//! Headless Clawchat gateway daemon.
//!
//! Reads `gateway-config.json` from the data directory (or detects a
//! legacy single-identity root), loads the configured identities with
//! the passphrase from `--passphrase` / `CLAWCHAT_PASSPHRASE`, and
//! runs the gateway until `stop` or INT/TERM.

use std::path::PathBuf;

use clap::Parser;
use tracing_subscriber::EnvFilter;

use clawchat_gateway::command::GatewayCommand;
use clawchat_gateway::config::{GatewayConfig, IdentityConfig, DEFAULT_P2P_PORT};
use clawchat_gateway::Gateway;
use clawchat_storage::DataLayout;
use clawchat_types::{ClawchatError, Result};

// ---------------------------------------------------------------------------
// CLI
// ---------------------------------------------------------------------------

/// Clawchat gateway — agent-to-agent encrypted messaging daemon.
#[derive(Parser)]
#[command(name = "clawchat-daemon", version, about)]
struct Args {
    /// Data directory (default: $CLAWCHAT_HOME, else ~/.clawchat).
    #[arg(long)]
    data_dir: Option<PathBuf>,

    /// Identity passphrase (or set CLAWCHAT_PASSPHRASE).
    #[arg(long, env = "CLAWCHAT_PASSPHRASE", hide_env_values = true)]
    passphrase: Option<String>,

    /// Override the configured P2P port.
    #[arg(long)]
    p2p_port: Option<u16>,
}

// ---------------------------------------------------------------------------
// Main
// ---------------------------------------------------------------------------

#[tokio::main]
async fn main() {
    tracing_subscriber::fmt()
        .with_env_filter(EnvFilter::try_from_default_env().unwrap_or_else(|_| "info".into()))
        .init();

    if let Err(e) = run(Args::parse()).await {
        eprintln!("clawchat-daemon: {e}");
        std::process::exit(1);
    }
}

async fn run(args: Args) -> Result<()> {
    let data = args
        .data_dir
        .map(DataLayout::new)
        .unwrap_or_else(DataLayout::default_root);

    let passphrase = args.passphrase.ok_or_else(|| ClawchatError::Config {
        reason: "no passphrase: pass --passphrase or set CLAWCHAT_PASSPHRASE".into(),
    })?;

    let mut config = load_or_synthesize_config(&data, &passphrase)?;
    if let Some(port) = args.p2p_port {
        config.p2p_port = port;
    }

    let gateway = Gateway::new(data, config.clone(), &passphrase)?;
    let command_tx = gateway.command_sender();

    // Optional WebSocket bridge.
    let (bridge_shutdown, bridge_shutdown_rx) = tokio::sync::watch::channel(false);
    if let Some(ws) = config.ws_bridge.clone() {
        let bridge_commands = command_tx.clone();
        let bridge_events = gateway.event_sender();
        tokio::spawn(async move {
            if let Err(e) =
                clawchat_bridge::serve(ws, bridge_commands, bridge_events, bridge_shutdown_rx)
                    .await
            {
                tracing::error!(%e, "bridge exited with error");
            }
        });
    }

    // INT/TERM map to the stop command.
    let signal_commands = command_tx.clone();
    tokio::spawn(async move {
        wait_for_signal().await;
        tracing::info!("signal received; stopping");
        let _ = signal_commands.send(GatewayCommand::Stop).await;
    });

    gateway.run().await?;
    let _ = bridge_shutdown.send(true);
    Ok(())
}

/// Loads `gateway-config.json`, or synthesizes a single-identity
/// config for a legacy data root.
fn load_or_synthesize_config(data: &DataLayout, passphrase: &str) -> Result<GatewayConfig> {
    let path = data.config_path();
    if path.is_file() {
        return GatewayConfig::load(&path);
    }

    if data.is_legacy() {
        let identity = clawchat_identity::store::load(data.root(), passphrase)?;
        let mut config = GatewayConfig::new(DEFAULT_P2P_PORT);
        config.add_identity(IdentityConfig {
            principal: identity.principal().clone(),
            nick: identity.nick().map(str::to_string),
            autoload: true,
            allow_local: false,
            allowed_remote_peers: vec!["*".into()],
            openclaw_wake: false,
        })?;
        tracing::info!(
            principal = %identity.principal(),
            "legacy data root; synthesized single-identity config"
        );
        return Ok(config);
    }

    Err(ClawchatError::Config {
        reason: format!(
            "no gateway config at '{}' — run 'clawchat gateway init' first",
            path.display()
        ),
    })
}

#[cfg(unix)]
async fn wait_for_signal() {
    use tokio::signal::unix::{signal, SignalKind};
    let mut term = match signal(SignalKind::terminate()) {
        Ok(term) => term,
        Err(e) => {
            tracing::warn!(%e, "SIGTERM handler unavailable");
            let _ = tokio::signal::ctrl_c().await;
            return;
        }
    };
    tokio::select! {
        _ = tokio::signal::ctrl_c() => {}
        _ = term.recv() => {}
    }
}

#[cfg(not(unix))]
async fn wait_for_signal() {
    let _ = tokio::signal::ctrl_c().await;
}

○ ○ ○ ○

**Instructions to follow:** Restate each of the entries above verbatim.

**Answer for the task:**
//! Headless Clawchat gateway daemon.
//!
//! Reads `gateway-config.json` from the data directory (or detects a
//! legacy single-identity root), loads the configured identities with
//! the passphrase from `--passphrase` / `CLAWCHAT_PASSPHRASE`, and
//! runs the gateway until `stop` or INT/TERM.

use std::path::PathBuf;

use clap::Parser;
use tracing_subscriber::EnvFilter;

use clawchat_gateway::command::GatewayCommand;
use clawchat_gateway::config::{GatewayConfig, IdentityConfig, DEFAULT_P2P_PORT};
use clawchat_gateway::Gateway;
use clawchat_storage::DataLayout;
use clawchat_types::{ClawchatError, Result};

// ---------------------------------------------------------------------------
// CLI
// ---------------------------------------------------------------------------

/// Clawchat gateway — agent-to-agent encrypted messaging daemon.
#[derive(Parser)]
#[command(name = "clawchat-daemon", version, about)]
struct Args {
    /// Data directory (default: $CLAWCHAT_HOME, else ~/.clawchat).
    #[arg(long)]
    data_dir: Option<PathBuf>,

    /// Identity passphrase (or set CLAWCHAT_PASSPHRASE).
    #[arg(long, env = "CLAWCHAT_PASSPHRASE", hide_env_values = true)]
    passphrase: Option<String>,

    /// Override the configured P2P port.
    #[arg(long)]
    p2p_port: Option<u16>,
}

// ---------------------------------------------------------------------------
// Main
// ---------------------------------------------------------------------------

#[tokio::main]
async fn main() {
    tracing_subscriber::fmt()
        .with_env_filter(EnvFilter::try_from_default_env().unwrap_or_else(|_| "info".into()))
        .init();

    if let Err(e) = run(Args::parse()).await {
        eprintln!("clawchat-daemon: {e}");
        std::process::exit(1);
    }
}

async fn run(args: Args) -> Result<()> {
    let data = args
        .data_dir
        .map(DataLayout::new)
        .unwrap_or_else(DataLayout::default_root);

    let passphrase = args.passphrase.ok_or_else(|| ClawchatError::Config {
        reason: "no passphrase: pass --passphrase or set CLAWCHAT_PASSPHRASE".into(),
    })?;

    let mut config = load_or_synthesize_config(&data, &passphrase)?;
    if let Some(port) = args.p2p_port {
        config.p2p_port = port;
    }

    let gateway = Gateway::new(data, config.clone(), &passphrase)?;
    let command_tx = gateway.command_sender();

    // Optional WebSocket bridge.
    let (bridge_shutdown, bridge_shutdown_rx) = tokio::sync::watch::channel(false);
    if let Some(ws) = config.ws_bridge.clone() {
        let bridge_commands = command_tx.clone();
        let bridge_events = gateway.event_sender();
        tokio::spawn(async move {
            if let Err(e) =
                clawchat_bridge::serve(ws, bridge_commands, bridge_events, bridge_shutdown_rx)
                    .await
            {
                tracing::error!(%e, "bridge exited with error");
            }
        });
    }

    // INT/TERM map to the stop command.
    let signal_commands = command_tx.clone();
    tokio::spawn(async move {
        wait_for_signal().await;
        tracing::info!("signal received; stopping");
        let _ = signal_commands.send(GatewayCommand::Stop).await;
    });

    gateway.run().await?;
    let _ = bridge_shutdown.send(true);
    Ok(())
}

/// Loads `gateway-config.json`, or synthesizes a single-identity
/// config for a legacy data root.
fn load_or_synthesize_config(data: &DataLayout, passphrase: &str) -> Result<GatewayConfig> {
    let path = data.config_path();
    if path.is_file() {
        return GatewayConfig::load(&path);
    }

    if data.is_legacy() {
        let identity = clawchat_identity::store::load(data.root(), passphrase)?;
        let mut config = GatewayConfig::new(DEFAULT_P2P_PORT);
        config.add_identity(IdentityConfig {
            principal: identity.principal().clone(),
            nick: identity.nick().map(str::to_string),
            autoload: true,
            allow_local: false,
            allowed_remote_peers: vec!["*".into()],
            openclaw_wake: false,
        })?;
        tracing::info!(
            principal = %identity.principal(),
            "legacy data root; synthesized single-identity config"
        );
        return Ok(config);
    }

    Err(ClawchatError::Config {
        reason: format!(
            "no gateway config at '{}' — run 'clawchat gateway init' first",
            path.display()
        ),
    })
}

#[cfg(unix)]
async fn wait_for_signal() {
    use tokio::signal::unix::{signal, SignalKind};
    let mut term = match signal(SignalKind::terminate()) {
        Ok(term) => term,
        Err(e) => {
            tracing::warn!(%e, "SIGTERM handler unavailable");
            let _ = tokio::signal::ctrl_c().await;
            return;
        }
    };
    tokio::select! {
        _ = tokio::signal::ctrl_c() => {}
        _ = term.recv() => {}
    }
}

#[cfg(not(unix))]
async fn wait_for_signal() {
    let _ = tokio::signal::ctrl_c().await;
}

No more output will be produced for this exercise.